Varvara is currently a PhD candidate in the Department of Geography at University College London (UCL). She holds a diploma (equivalent to BArch & MArch) in architecture from Greece and an MSc degree in Urbanisation and Development from the London School of Economics (LSE). 
 

Naomi Madge

Unveiling Vulnerabilities and Pathways to Resilience: A Post-COVID Investigation of Collective Healing in Taiwan

Naomi Madge
Through a medical anthropological framework, this research will examine the interplay between vulnerability and resilience through the context of the COVID-19 pandemic in Taiwan. Focusing on how community shapes agency among those facing societal and structural inequalities, it will also explore the role of community-led support in fostering resilience.

Naomi Madge is a Medical Anthropology PhD candidate at UCL, specialising in cultural resilience in Taiwan post-COVID. With extensive experience in qualitative research methods, ethnographic fieldwork, and an interdisciplinary approach to complex social issues, Naomi thrives whilst integrating archival and field data to uncover societal vulnerabilities and healing processes.
 

Fiacha O’Dowda

Ecologies of Desire: Constituting Life in the Forests of North East Madagascar

Fiacha O’Dowda
Forest ecologies in North East Madagascar are shaped by human desires and practices, both local and distant. By following the relationships, techniques, and theories through which forest substances are transmuted into worlds of human value, to be tasted, smelt, exchanged, consumed, and metabolised, this research explores how the imbrications of such material and symbolic flows of substance shape life, both human and otherwise.

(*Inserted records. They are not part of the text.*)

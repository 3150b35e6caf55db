//! Constant pool builder used when writing a class file.
//!
//! The table starts as a verbatim copy of the parsed pool and bootstrap
//! method table, so every index from the input stays valid. New entries are
//! appended only for values that do not already exist.

use std::collections::HashMap;

use crate::constant::{handle_kind, BootstrapMethod, Constant, Handle, MemberRef};
use crate::constant_pool::{tag, ConstantPool, CpInfo, RawBootstrapMethod};
use crate::error::{Error, Result};
use crate::mutf8;
use crate::reader::ByteWriter;

#[derive(Debug, Clone, Copy, PartialEq, Eq, Hash)]
enum Key {
    Integer(i32),
    Float(u32),
    Long(i64),
    Double(u64),
    Class(u16),
    String(u16),
    FieldRef(u16, u16),
    MethodRef(u16, u16),
    InterfaceMethodRef(u16, u16),
    NameAndType(u16, u16),
    MethodHandle(u8, u16),
    MethodType(u16),
    Dynamic(u16, u16),
    InvokeDynamic(u16, u16),
}

#[derive(Debug)]
pub(crate) struct SymbolTable {
    pool: ByteWriter,
    next_index: u32,
    utf8: HashMap<String, u16>,
    entries: HashMap<Key, u16>,
    bootstrap_methods: Vec<RawBootstrapMethod>,
    bootstrap_index: HashMap<RawBootstrapMethod, u16>,
}

impl SymbolTable {
    pub(crate) fn from_pool(cp: &ConstantPool) -> Self {
        let mut pool = ByteWriter::new();
        pool.bytes(cp.raw());

        let mut utf8 = HashMap::new();
        let mut inexact = Vec::new();
        let mut entries = HashMap::new();
        for (index, info) in cp.entries().iter().enumerate() {
            let index = index as u16;
            let key = match info {
                CpInfo::Utf8 { text, exact: true } => {
                    utf8.entry(text.clone()).or_insert(index);
                    continue;
                }
                CpInfo::Utf8 { text, exact: false } => {
                    inexact.push((text.clone(), index));
                    continue;
                }
                CpInfo::Unusable | CpInfo::Module(_) | CpInfo::Package(_) => continue,
                CpInfo::Integer(v) => Key::Integer(*v),
                CpInfo::Float(v) => Key::Float(*v),
                CpInfo::Long(v) => Key::Long(*v),
                CpInfo::Double(v) => Key::Double(*v),
                CpInfo::Class(n) => Key::Class(*n),
                CpInfo::String(n) => Key::String(*n),
                CpInfo::FieldRef {
                    class,
                    name_and_type,
                } => Key::FieldRef(*class, *name_and_type),
                CpInfo::MethodRef {
                    class,
                    name_and_type,
                } => Key::MethodRef(*class, *name_and_type),
                CpInfo::InterfaceMethodRef {
                    class,
                    name_and_type,
                } => Key::InterfaceMethodRef(*class, *name_and_type),
                CpInfo::NameAndType { name, descriptor } => Key::NameAndType(*name, *descriptor),
                CpInfo::MethodHandle { kind, reference } => Key::MethodHandle(*kind, *reference),
                CpInfo::MethodType(n) => Key::MethodType(*n),
                CpInfo::Dynamic {
                    bootstrap,
                    name_and_type,
                } => Key::Dynamic(*bootstrap, *name_and_type),
                CpInfo::InvokeDynamic {
                    bootstrap,
                    name_and_type,
                } => Key::InvokeDynamic(*bootstrap, *name_and_type),
            };
            entries.entry(key).or_insert(index);
        }
        // Inexact text only matches itself when no exact entry claims it, so
        // unchanged strings with raw NULs or overlong forms keep their original
        // bytes.
        for (text, index) in inexact {
            utf8.entry(text).or_insert(index);
        }

        let bootstrap_methods = cp.bootstrap_methods().to_vec();
        let mut bootstrap_index = HashMap::new();
        for (index, method) in bootstrap_methods.iter().enumerate() {
            bootstrap_index.entry(method.clone()).or_insert(index as u16);
        }

        Self {
            pool,
            next_index: cp.len().max(1) as u32,
            utf8,
            entries,
            bootstrap_methods,
            bootstrap_index,
        }
    }

    /// Value of `constant_pool_count`.
    pub(crate) fn count(&self) -> u16 {
        self.next_index as u16
    }

    pub(crate) fn pool_bytes(&self) -> &[u8] {
        self.pool.as_slice()
    }

    pub(crate) fn bootstrap_methods(&self) -> &[RawBootstrapMethod] {
        &self.bootstrap_methods
    }

    pub(crate) fn utf8(&mut self, text: &str) -> Result<u16> {
        if let Some(&index) = self.utf8.get(text) {
            return Ok(index);
        }
        let encoded = mutf8::encode(text);
        let len = u16::try_from(encoded.len()).map_err(|_| Error::Other("string constant too long"))?;
        let index = self.reserve(1)?;
        self.pool.u1(tag::UTF8);
        self.pool.u2(len);
        self.pool.bytes(&encoded);
        self.utf8.insert(text.to_string(), index);
        Ok(index)
    }

    pub(crate) fn class(&mut self, internal_name: &str) -> Result<u16> {
        let name = self.utf8(internal_name)?;
        self.entry(Key::Class(name))
    }

    pub(crate) fn string(&mut self, value: &str) -> Result<u16> {
        let utf8 = self.utf8(value)?;
        self.entry(Key::String(utf8))
    }

    pub(crate) fn name_and_type(&mut self, name: &str, descriptor: &str) -> Result<u16> {
        let name = self.utf8(name)?;
        let descriptor = self.utf8(descriptor)?;
        self.entry(Key::NameAndType(name, descriptor))
    }

    pub(crate) fn field_ref(&mut self, member: &MemberRef) -> Result<u16> {
        let (class, nat) = self.member_parts(member)?;
        self.entry(Key::FieldRef(class, nat))
    }

    pub(crate) fn method_ref(&mut self, member: &MemberRef, is_interface: bool) -> Result<u16> {
        let (class, nat) = self.member_parts(member)?;
        if is_interface {
            self.entry(Key::InterfaceMethodRef(class, nat))
        } else {
            self.entry(Key::MethodRef(class, nat))
        }
    }

    pub(crate) fn handle(&mut self, handle: &Handle) -> Result<u16> {
        let member = MemberRef {
            owner: handle.owner.clone(),
            name: handle.name.clone(),
            descriptor: handle.descriptor.clone(),
        };
        let reference = if handle_kind::is_field(handle.kind) {
            self.field_ref(&member)?
        } else {
            self.method_ref(&member, handle.is_interface)?
        };
        self.entry(Key::MethodHandle(handle.kind, reference))
    }

    pub(crate) fn constant(&mut self, constant: &Constant) -> Result<u16> {
        match constant {
            Constant::Integer(v) => self.entry(Key::Integer(*v)),
            Constant::Float(v) => self.entry(Key::Float(*v)),
            Constant::Long(v) => self.entry(Key::Long(*v)),
            Constant::Double(v) => self.entry(Key::Double(*v)),
            Constant::String(v) => self.string(v),
            Constant::Class(name) => self.class(name),
            Constant::MethodType(descriptor) => {
                let descriptor = self.utf8(descriptor)?;
                self.entry(Key::MethodType(descriptor))
            }
            Constant::MethodHandle(handle) => self.handle(handle),
            Constant::Dynamic(dynamic) => {
                let bootstrap = self.bootstrap_method(&dynamic.bootstrap)?;
                let nat = self.name_and_type(&dynamic.name, &dynamic.descriptor)?;
                self.entry(Key::Dynamic(bootstrap, nat))
            }
        }
    }

    pub(crate) fn invoke_dynamic(
        &mut self,
        name: &str,
        descriptor: &str,
        bootstrap: &BootstrapMethod,
    ) -> Result<u16> {
        let bootstrap = self.bootstrap_method(bootstrap)?;
        let nat = self.name_and_type(name, descriptor)?;
        self.entry(Key::InvokeDynamic(bootstrap, nat))
    }

    pub(crate) fn bootstrap_method(&mut self, method: &BootstrapMethod) -> Result<u16> {
        let method_ref = self.handle(&method.method)?;
        let arguments = method
            .arguments
            .iter()
            .map(|arg| self.constant(arg))
            .collect::<Result<Vec<_>>>()?;
        let raw = RawBootstrapMethod {
            method_ref,
            arguments,
        };
        if let Some(&index) = self.bootstrap_index.get(&raw) {
            return Ok(index);
        }
        let index = u16::try_from(self.bootstrap_methods.len())
            .map_err(|_| Error::BootstrapTableOverflow)?;
        self.bootstrap_methods.push(raw.clone());
        self.bootstrap_index.insert(raw, index);
        Ok(index)
    }

    fn member_parts(&mut self, member: &MemberRef) -> Result<(u16, u16)> {
        let class = self.class(&member.owner)?;
        let nat = self.name_and_type(&member.name, &member.descriptor)?;
        Ok((class, nat))
    }

    fn entry(&mut self, key: Key) -> Result<u16> {
        if let Some(&index) = self.entries.get(&key) {
            return Ok(index);
        }
        let slots = match key {
            Key::Long(_) | Key::Double(_) => 2,
            _ => 1,
        };
        let index = self.reserve(slots)?;
        let pool = &mut self.pool;
        match key {
            Key::Integer(v) => {
                pool.u1(tag::INTEGER);
                pool.i4(v);
            }
            Key::Float(v) => {
                pool.u1(tag::FLOAT);
                pool.u4(v);
            }
            Key::Long(v) => {
                pool.u1(tag::LONG);
                pool.u8(v as u64);
            }
            Key::Double(v) => {
                pool.u1(tag::DOUBLE);
                pool.u8(v);
            }
            Key::Class(n) => {
                pool.u1(tag::CLASS);
                pool.u2(n);
            }
            Key::String(n) => {
                pool.u1(tag::STRING);
                pool.u2(n);
            }
            Key::FieldRef(a, b) => {
                pool.u1(tag::FIELDREF);
                pool.u2(a);
                pool.u2(b);
            }
            Key::MethodRef(a, b) => {
                pool.u1(tag::METHODREF);
                pool.u2(a);
                pool.u2(b);
            }
            Key::InterfaceMethodRef(a, b) => {
                pool.u1(tag::INTERFACE_METHODREF);
                pool.u2(a);
                pool.u2(b);
            }
            Key::NameAndType(a, b) => {
                pool.u1(tag::NAME_AND_TYPE);
                pool.u2(a);
                pool.u2(b);
            }
            Key::MethodHandle(kind, reference) => {
                pool.u1(tag::METHOD_HANDLE);
                pool.u1(kind);
                pool.u2(reference);
            }
            Key::MethodType(n) => {
                pool.u1(tag::METHOD_TYPE);
                pool.u2(n);
            }
            Key::Dynamic(a, b) => {
                pool.u1(tag::DYNAMIC);
                pool.u2(a);
                pool.u2(b);
            }
            Key::InvokeDynamic(a, b) => {
                pool.u1(tag::INVOKE_DYNAMIC);
                pool.u2(a);
                pool.u2(b);
            }
        }
        self.entries.insert(key, index);
        Ok(index)
    }

    fn reserve(&mut self, slots: u32) -> Result<u16> {
        let index = self.next_index;
        if index + slots > u16::MAX as u32 {
            return Err(Error::ConstantPoolOverflow);
        }
        self.next_index += slots;
        Ok(index as u16)
    }
}

#[cfg(test)]
mod tests {
    use super::*;
    use crate::reader::Reader;

    fn pool_of(bytes: &[u8]) -> ConstantPool {
        ConstantPool::parse(&mut Reader::new(bytes)).unwrap()
    }

    #[test]
    fn reuses_seeded_entries() {
        // count = 3: #1 Utf8 "a/B", #2 Class #1
        let bytes = [0, 3, 1, 0, 3, b'a', b'/', b'B', 7, 0, 1];
        let cp = pool_of(&bytes);
        let mut table = SymbolTable::from_pool(&cp);
        assert_eq!(table.class("a/B").unwrap(), 2);
        assert_eq!(table.count(), 3);
        assert_eq!(table.pool_bytes(), &bytes[2..]);
    }

    #[test]
    fn appends_new_entries_after_seeded_pool() {
        let bytes = [0, 3, 1, 0, 3, b'a', b'/', b'B', 7, 0, 1];
        let cp = pool_of(&bytes);
        let mut table = SymbolTable::from_pool(&cp);
        assert_eq!(table.class("c/D").unwrap(), 4);
        assert_eq!(table.constant(&Constant::Long(7)).unwrap(), 5);
        assert_eq!(table.count(), 7);
        assert_eq!(table.constant(&Constant::Integer(1)).unwrap(), 7);
    }

    #[test]
    fn identical_bootstrap_methods_share_an_index() {
        let cp = pool_of(&[0, 1]);
        let mut table = SymbolTable::from_pool(&cp);
        let method = BootstrapMethod {
            method: Handle {
                kind: handle_kind::INVOKE_STATIC,
                owner: "a/Bsm".to_string(),
                name: "bsm".to_string(),
                descriptor: "()V".to_string(),
                is_interface: false,
            },
            arguments: vec![Constant::String("x".to_string())],
        };
        assert_eq!(table.bootstrap_method(&method).unwrap(), 0);
        assert_eq!(table.bootstrap_method(&method).unwrap(), 0);
        assert_eq!(table.bootstrap_methods().len(), 1);
    }
}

Fíacha O’Dowda is a PhD candidate in Anthropology at UCL, where he is a member of the Human Ecology Research Group, the Centre for the Anthropology of Technics and Technodiversity, and the Centre for the Anthropology of Sustainability.
 

Robert Tyler Valiquette

Queer Migration in the ‘Periphery’: Local Responses to Venezuelan Sexual and Gender Minority Migrants and Refugees in Colombia and Brazil

Robert Tyler Valiequette
Since 2014, over 7.7 million people have left Venezuela due to violence, persecution, and poverty, with many fleeing to neighbouring Colombia and Brazil. This research focuses on queer Venezuelan migrants and how international, national, and local organizations coordinate their response to LGBTQI+ people in situations of forced migration.

Tyler Valiquette is a PhD candidate in Human Geography. He is an interdisciplinary migration and development scholar. He holds an MA in Political Science from the University of Guelph in Canada. Tyler’s research interests focus on better understanding the experiences of and responses to displacement for vulnerable populations. 

Twitter: @Ty_Valiquette
 

Congratulations to all of the recipients.